El impacto fue devastador. Pero en vez de defenderse, Miguel extendió las alas y lo abrazó. Lucifer se detuvo. Por un segundo, el universo entero se congeló. El abrazo. El gesto que desarmó el abismo. El toque que recordaba a su primera existencia juntos.

Lucifer apretó los dientes, su lanza cayendo al vacío. Empujó a Miguel con furia, pero sus manos temblaban.

—¿Por qué no luchas? —gritó, desesperado.

—Porque no quiero matarte —respondió el arcángel.

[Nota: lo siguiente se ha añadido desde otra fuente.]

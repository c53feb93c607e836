//! Common types used across Stalegun
//!
//! This module provides the fundamental domain types used throughout
//! the engine: where a price came from, what kind of price it is, and
//! which side of the book it belongs to.

use serde::{Deserialize, Serialize};
use std::str::FromStr;

use crate::error::Error;

/// Price source identifier
#[derive(Debug, Clone, Copy, PartialEq, Eq, Hash, PartialOrd, Ord, Serialize, Deserialize)]
#[serde(rename_all = "snake_case")]
pub enum Venue {
    /// Centralized exchange, USDT-margined futures market
    BinanceFutures,
    /// Centralized exchange, spot market
    BinanceSpot,
    /// Decentralized perpetuals exchange
    Hyperliquid,
    /// Series derived by the fair-value generator
    Synthetic,
}

impl Venue {
    pub const ALL: [Venue; 4] = [
        Venue::BinanceFutures,
        Venue::BinanceSpot,
        Venue::Hyperliquid,
        Venue::Synthetic,
    ];

    pub fn as_str(&self) -> &'static str {
        match self {
            Venue::BinanceFutures => "binance_futures",
            Venue::BinanceSpot => "binance_spot",
            Venue::Hyperliquid => "hyperliquid",
            Venue::Synthetic => "synthetic",
        }
    }
}

impl std::fmt::Display for Venue {
    fn fmt(&self, f: &mut std::fmt::Formatter<'_>) -> std::fmt::Result {
        f.write_str(self.as_str())
    }
}

impl FromStr for Venue {
    type Err = Error;

    fn from_str(s: &str) -> Result<Self, Self::Err> {
        Venue::ALL
            .into_iter()
            .find(|v| v.as_str().eq_ignore_ascii_case(s))
            .ok_or_else(|| Error::unknown(format!("venue '{}'", s)))
    }
}

/// Kind of price carried by a series
#[derive(Debug, Clone, Copy, PartialEq, Eq, Hash, PartialOrd, Ord, Serialize, Deserialize)]
#[serde(rename_all = "snake_case")]
pub enum MetricKind {
    /// Executed trade prices
    Trade,
    /// Best bid / best ask
    TopOfBook,
    /// Price reachable for the configured notional size
    DepthWeighted,
}

impl std::fmt::Display for MetricKind {
    fn fmt(&self, f: &mut std::fmt::Formatter<'_>) -> std::fmt::Result {
        match self {
            MetricKind::Trade => write!(f, "trade"),
            MetricKind::TopOfBook => write!(f, "top_of_book"),
            MetricKind::DepthWeighted => write!(f, "depth_weighted"),
        }
    }
}

/// Side of the book (bid / ask) or aggressor side of a trade (buy / sell)
#[derive(Debug, Clone, Copy, PartialEq, Eq, Hash, PartialOrd, Ord, Serialize, Deserialize)]
#[serde(rename_all = "lowercase")]
pub enum Side {
    /// Bid side, or a trade initiated by a buyer
    Buy,
    /// Ask side, or a trade initiated by a seller
    Sell,
}

impl std::fmt::Display for Side {
    fn fmt(&self, f: &mut std::fmt::Formatter<'_>) -> std::fmt::Result {
        match self {
            Side::Buy => write!(f, "buy"),
            Side::Sell => write!(f, "sell"),
        }
    }
}

/// Composite identifier of a time series
#[derive(Debug, Clone, Copy, PartialEq, Eq, Hash, PartialOrd, Ord, Serialize, Deserialize)]
pub struct SeriesKey {
    pub venue: Venue,
    pub kind: MetricKind,
    pub side: Side,
}

impl SeriesKey {
    pub const fn new(venue: Venue, kind: MetricKind, side: Side) -> Self {
        Self { venue, kind, side }
    }

    pub const fn top_of_book(venue: Venue, side: Side) -> Self {
        Self::new(venue, MetricKind::TopOfBook, side)
    }

    pub const fn depth_weighted(venue: Venue, side: Side) -> Self {
        Self::new(venue, MetricKind::DepthWeighted, side)
    }

    pub const fn trade(venue: Venue, side: Side) -> Self {
        Self::new(venue, MetricKind::Trade, side)
    }
}

impl std::fmt::Display for SeriesKey {
    fn fmt(&self, f: &mut std::fmt::Formatter<'_>) -> std::fmt::Result {
        write!(f, "{}/{}/{}", self.venue, self.kind, self.side)
    }
}

/// Quoting mode set by the operator
#[derive(Debug, Clone, Copy, PartialEq, Eq, Hash, Default, Serialize, Deserialize)]
#[serde(rename_all = "lowercase")]
pub enum Mode {
    /// Quote the price we are willing to buy at
    #[default]
    Buying,
    /// Quote the price we are willing to sell at
    Selling,
}

impl Mode {
    pub fn as_str(&self) -> &'static str {
        match self {
            Mode::Buying => "buying",
            Mode::Selling => "selling",
        }
    }

    pub fn toggled(&self) -> Self {
        match self {
            Mode::Buying => Mode::Selling,
            Mode::Selling => Mode::Buying,
        }
    }
}

impl std::fmt::Display for Mode {
    fn fmt(&self, f: &mut std::fmt::Formatter<'_>) -> std::fmt::Result {
        f.write_str(self.as_str())
    }
}

impl FromStr for Mode {
    type Err = Error;

    fn from_str(s: &str) -> Result<Self, Self::Err> {
        match s.trim().to_lowercase().as_str() {
            "buying" | "buy" | "b" => Ok(Mode::Buying),
            "selling" | "sell" | "s" => Ok(Mode::Selling),
            other => Err(Error::unknown(format!("mode '{}'", other))),
        }
    }
}

/// Stream kind a feed message arrived on
#[derive(Debug, Clone, Copy, PartialEq, Eq, Hash, Serialize, Deserialize)]
#[serde(rename_all = "snake_case")]
pub enum Channel {
    /// Order book snapshots / depth updates
    Book,
    /// Public trades
    Trades,
    /// Anything else the venue sends (acks, pings, errors)
    Other,
}

impl std::fmt::Display for Channel {
    fn fmt(&self, f: &mut std::fmt::Formatter<'_>) -> std::fmt::Result {
        match self {
            Channel::Book => write!(f, "book"),
            Channel::Trades => write!(f, "trades"),
            Channel::Other => write!(f, "other"),
        }
    }
}

/// Asset symbol (e.g., "BTC", "ETH")
#[derive(Debug, Clone, PartialEq, Eq, Hash, Serialize, Deserialize)]
pub struct Symbol(pub String);

impl Symbol {
    /// Create a new Symbol
    pub fn new(s: impl Into<String>) -> Self {
        Self(s.into().to_uppercase())
    }

    /// Get the symbol as a string slice
    pub fn as_str(&self) -> &str {
        &self.0
    }
}

impl std::fmt::Display for Symbol {
    fn fmt(&self, f: &mut std::fmt::Formatter<'_>) -> std::fmt::Result {
        write!(f, "{}", self.0)
    }
}

impl From<&str> for Symbol {
    fn from(s: &str) -> Self {
        Self::new(s)
    }
}

impl From<String> for Symbol {
    fn from(s: String) -> Self {
        Self::new(s)
    }
}

/// The single instrument being tracked (e.g., BTC quoted in USDT)
#[derive(Debug, Clone, PartialEq, Eq, Hash, Serialize, Deserialize)]
pub struct Instrument {
    /// Base asset, as named by the perp venue (e.g., BTC)
    pub coin: Symbol,
    /// Quote asset on the centralized venue (e.g., USDT)
    pub quote: Symbol,
}

impl Instrument {
    pub fn new(coin: impl Into<Symbol>, quote: impl Into<Symbol>) -> Self {
        Self {
            coin: coin.into(),
            quote: quote.into(),
        }
    }

    /// Symbol as the centralized venue names it (e.g., "BTCUSDT")
    pub fn exchange_symbol(&self) -> String {
        format!("{}{}", self.coin, self.quote)
    }

    /// Symbol as the perp venue names it (e.g., "BTC")
    pub fn perp_symbol(&self) -> &str {
        self.coin.as_str()
    }

    /// Symbol expected on messages from the given venue
    pub fn symbol_for(&self, venue: Venue) -> String {
        match venue {
            Venue::Hyperliquid => self.perp_symbol().to_string(),
            _ => self.exchange_symbol(),
        }
    }
}

impl std::fmt::Display for Instrument {
    fn fmt(&self, f: &mut std::fmt::Formatter<'_>) -> std::fmt::Result {
        write!(f, "{}-{}", self.coin, self.quote)
    }
}

#[cfg(test)]
mod tests {
    use super::*;

    #[test]
    fn test_symbol() {
        let sym = Symbol::new("btc");
        assert_eq!(sym.as_str(), "BTC");
    }

    #[test]
    fn test_instrument_symbols() {
        let instrument = Instrument::new("eth", "usdt");
        assert_eq!(instrument.exchange_symbol(), "ETHUSDT");
        assert_eq!(instrument.perp_symbol(), "ETH");
        assert_eq!(instrument.symbol_for(Venue::Hyperliquid), "ETH");
        assert_eq!(instrument.symbol_for(Venue::BinanceSpot), "ETHUSDT");
    }

    #[test]
    fn test_mode_parse() {
        assert_eq!("buy".parse::<Mode>().unwrap(), Mode::Buying);
        assert_eq!("SELLING".parse::<Mode>().unwrap(), Mode::Selling);
        assert!("hold".parse::<Mode>().is_err());
        assert_eq!(Mode::Buying.toggled(), Mode::Selling);
    }

    #[test]
    fn test_venue_parse_roundtrip() {
        for venue in Venue::ALL {
            assert_eq!(venue.as_str().parse::<Venue>().unwrap(), venue);
        }
    }

    #[test]
    fn test_series_key_display() {
        let key = SeriesKey::top_of_book(Venue::Hyperliquid, Side::Sell);
        assert_eq!(key.to_string(), "hyperliquid/top_of_book/sell");
    }
}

Lucifer retrocedió, la oscuridad ondulando a su alrededor. Sus ojos se llenaron de fuego y lágrimas.

—Entonces yo sí lo haré.

El rugido fue ensordecedor. Una llamarada oscura se extendió, envolviéndolos a ambos. El Velo se rasgó. Las estrellas más lejanas titilaron, como si lloraran. En la Tierra, Uriel sintió un estremecimiento en el pecho. Sus alas se abrieron de golpe. Asmodeo lo sostuvo mientras una lágrima de fuego caía del cielo, iluminando la noche.

—Es él —susurró Uriel— Es Miguel.

Gabriel levantó la mirada al firmamento.
El brillo del amanecer se mezclaba con sombras.bY en el horizonte, una tormenta descendía, como si el fin se acercara una vez más.